Christian Bobin a publié muguet rougeun livre souriant, publié en même temps que le gros volume de la collection « Quarto » rassemblant dix-sept de ses livres écrits entre 1980 et 2020, dont un inédit, L’eau des miroirs. Dans muguet rouge, il évoque Kafka, Dora Diamant, Nerval. Et Pascal, comme d’habitude. Au début d’un chapitre, il recopiait une pensée de Novalis. L’écrivain citait rarement ses confrères mais il avait le goût du mot auteur qui frappe sa cible comme une fléchette. Dans Rockil avait reproduit cette phrase d’André Dhôtel : «Nous devrions savoir que tout est à jamais loin, sinon ce ne serait pas la vie. » Pourquoi André Dhôtel, qu’on croyait ne connaître que Le pays où l’on n’arrive jamais ?« Parce que c’est une sorte de Lao-tseu français. Ses livres sont encombrés, ils frôlent parfois l’ennui, mais c’est un ennui qu’il faut pour arriver à la clarté. Si je cite cette phrase, soulevée dans une nouvelle faussement banale, une aventure où il ne se passe rien, c’est qu’elle a explosé sous mon nez. Je pourrais difficilement l’expliquer, mais cela me semble inépuisable. Elle est de l’ordre des fleurs imprévues, qui poussent dans les ruines, elle permet de comprendre que nous sommes tissés par des forces invisibles. il a dit.
En épigraphe de muguet rougeon peut lire cette citation : « Mandelstam a dit que lorsqu’il a entendu le mot « progrès » pour la première fois à l’âge de cinq ans, il a éclaté en sanglots, sentant quelque chose de fâcheux. » Christian Bobin n’était pas un homme de détestation, c’était un écrivain du « oui », mais on ressentait une haine grandissante des écrans, des choses et des machines qui ont colonisé nos vies. Ainsi écrivit-il :« Les nouvelles technologies mal nommées, dont je cherche le nom de livre en livre, ont pris la place de nos rêves et peu à peu celle de la réalité. Ce que les faux anges de la Silicon Valley appellent une réalité augmentée est en vérité une réalité vilipendée, une réalité blessée. Je suis juste quelqu’un qui regarde le monde et essaie de dire le plus fidèlement possible ce qu’il voit. Je ne juge pas, je ne moralise pas. J’essaie d’avoir l’air frais et proche. Parfois, ce que je vois me fait penser au Bardo Thödol, un texte sacré des Tibétains consacré à l’étude des jours qui suivent la mort d’une personne, non pour son entourage, mais pour lui-même. Le défunt envahi par ses propres ombres doit lutter avec elles pour gagner soit une nouvelle vie, si cela échoue, soit l’épuisement des ténèbres et du repos. Le Bardo Thödol est un manuel possible pour comprendre aujourd’hui. Les images qui nous hantent sont toutes sorties de nous-mêmes, mais elles nous reviennent comme des ombres, avec une grande force, dotées d’une étrange autonomie. »
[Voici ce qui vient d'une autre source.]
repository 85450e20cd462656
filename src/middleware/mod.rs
pub mod request_id;
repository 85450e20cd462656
use movie_recommender::{
    api::{create_router, AppState},
    config::Config,
};
use tracing_subscriber::{fmt, prelude::*, EnvFilter};

#[tokio::main]
async fn main() -> anyhow::Result<()> {
    // Initialize tracing
    tracing_subscriber::registry()
        .with(fmt::layer())
        .with(
            EnvFilter::try_from_default_env()
                .unwrap_or_else(|_| EnvFilter::new("movie_recommender=debug,tower_http=debug")),
        )
        .init();

    let config = Config::from_env()?;
    let address = config.bind_address();

    tracing::info!(
        train = %config.train_data_path.display(),
        test = %config.test_data_path.display(),
        model = %config.model_path.display(),
        factors = config.factors,
        iterations = config.iterations,
        "Configuration loaded"
    );

    let app = create_router(AppState::new(config));

    let listener = tokio::net::TcpListener::bind(&address).await?;
    tracing::info!("Server running on http://{}", address);
    axum::serve(listener, app)
        .with_graceful_shutdown(shutdown_signal())
        .await?;

    Ok(())
}

async fn shutdown_signal() {
    if let Err(e) = tokio::signal::ctrl_c().await {
        tracing::error!(error = %e, "Failed to listen for shutdown signal");
    }
    tracing::info!("Shutting down");
}
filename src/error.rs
use axum::{
    http::StatusCode,
    response::{IntoResponse, Response},
    Json,
};
use serde_json::json;

/// Application-level errors
#[derive(thiserror::Error, Debug)]
pub enum AppError {
    #[error("CSV error: {0}")]
    Csv(#[from] csv::Error),

    #[error("I/O error: {0}")]
    Io(#[from] std::io::Error),

    #[error("Serialization error: {0}")]
    Serialization(#[from] serde_json::Error),

    #[error("Ratings file not found: {0}")]
    DataNotFound(String),

    #[error("Invalid ratings data: {0}")]
    InvalidData(String),

    #[error("Not found: {0}")]
    NotFound(String),

    #[error("Invalid input: {0}")]
    InvalidInput(String),

    #[error("Training error: {0}")]
    Training(String),

    #[error("Internal server error: {0}")]
    Internal(String),
}

impl IntoResponse for AppError {
    fn into_response(self) -> Response {
        let (status, message) = match self {
            AppError::NotFound(msg) => (StatusCode::NOT_FOUND, msg),
            AppError::InvalidInput(msg) => (StatusCode::BAD_REQUEST, msg),
            AppError::Csv(_)
            | AppError::Io(_)
            | AppError::Serialization(_)
            | AppError::DataNotFound(_)
            | AppError::InvalidData(_)
            | AppError::Training(_)
            | AppError::Internal(_) => {
                tracing::error!(error = %self, "Request failed");
                (StatusCode::INTERNAL_SERVER_ERROR, self.to_string())
            }
        };

        let body = Json(json!({
            "error": message
        }));

        (status, body).into_response()
    }
}

pub type AppResult<T> = Result<T, AppError>;
use std::{fmt::Display, str::FromStr};

use crate::error::AppError;

/// A user/movie pair parsed from a `"userId:movieId"` parameter
#[derive(Debug, Clone, Copy, PartialEq, Eq, Hash)]
pub struct RecommendationQuery {
    pub user_id: u32,
    pub movie_id: u32,
}

impl RecommendationQuery {
    pub fn new(user_id: u32, movie_id: u32) -> Self {
        Self { user_id, movie_id }
    }

    /// Parses `"userId:movieId"`, e.g. `"6:10"`
    pub fn parse(raw: &str) -> Result<Self, AppError> {
        let raw = raw.trim();
        if raw.is_empty() {
            return Err(AppError::InvalidInput(
                "Expected a value of the form userId:movieId".to_string(),
            ));
        }

        let parts: Vec<&str> = raw.split(':').map(str::trim).collect();
        let [user, movie] = parts.as_slice() else {
            return Err(AppError::InvalidInput(format!(
                "Expected userId:movieId, got '{}'",
                raw
            )));
        };

        Ok(Self {
            user_id: parse_id("userId", user)?,
            movie_id: parse_id("movieId", movie)?,
        })
    }
}

fn parse_id(name: &str, value: &str) -> Result<u32, AppError> {
    value
        .parse::<u32>()
        .map_err(|_| AppError::InvalidInput(format!("{} must be a non-negative integer, got '{}'", name, value)))
}

impl FromStr for RecommendationQuery {
    type Err = AppError;

    fn from_str(s: &str) -> Result<Self, Self::Err> {
        Self::parse(s)
    }
}

impl Display for RecommendationQuery {
    fn fmt(&self, f: &mut std::fmt::Formatter<'_>) -> std::fmt::Result {
        write!(f, "{}:{}", self.user_id, self.movie_id)
    }
}
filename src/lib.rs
pub mod api;
pub mod config;
pub mod error;
pub mod middleware;
pub mod models;
pub mod services;
use axum::{middleware, routing::get, Router};
use tower::ServiceBuilder;
use tower_http::{cors::CorsLayer, trace::TraceLayer};

use crate::middleware::request_id::{make_span_with_request_id, request_id_middleware};

use super::handlers;
use super::AppState;

/// Creates the main API router with all routes
pub fn create_router(state: AppState) -> Router {
    Router::new()
        .route("/health", get(handlers::health_check))
        .nest("/api", api_routes())
        .layer(
            ServiceBuilder::new()
                .layer(middleware::from_fn(request_id_middleware))
                .layer(TraceLayer::new_for_http().make_span_with(make_span_with_request_id))
                .layer(CorsLayer::permissive()),
        )
        .with_state(state)
}

/// Routes under /api
fn api_routes() -> Router<AppState> {
    Router::new()
        .route(
            "/recommend",
            get(handlers::recommend).post(handlers::recommend_post),
        )
        .route("/model", get(handlers::model_summary))
}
Aux miroirs de poche dont se sert le diable pour nous détourner de nous-mêmes, et de cet autre moi, en chacun de nous, plus profond que nous-mêmes, Christian Bobin oppose la simplicité d’un morceau de granit ou la beauté d’un arbre en fleurs. Les objets inanimés peuvent ne pas avoir d’âme. Il en avait un, éminemment profond.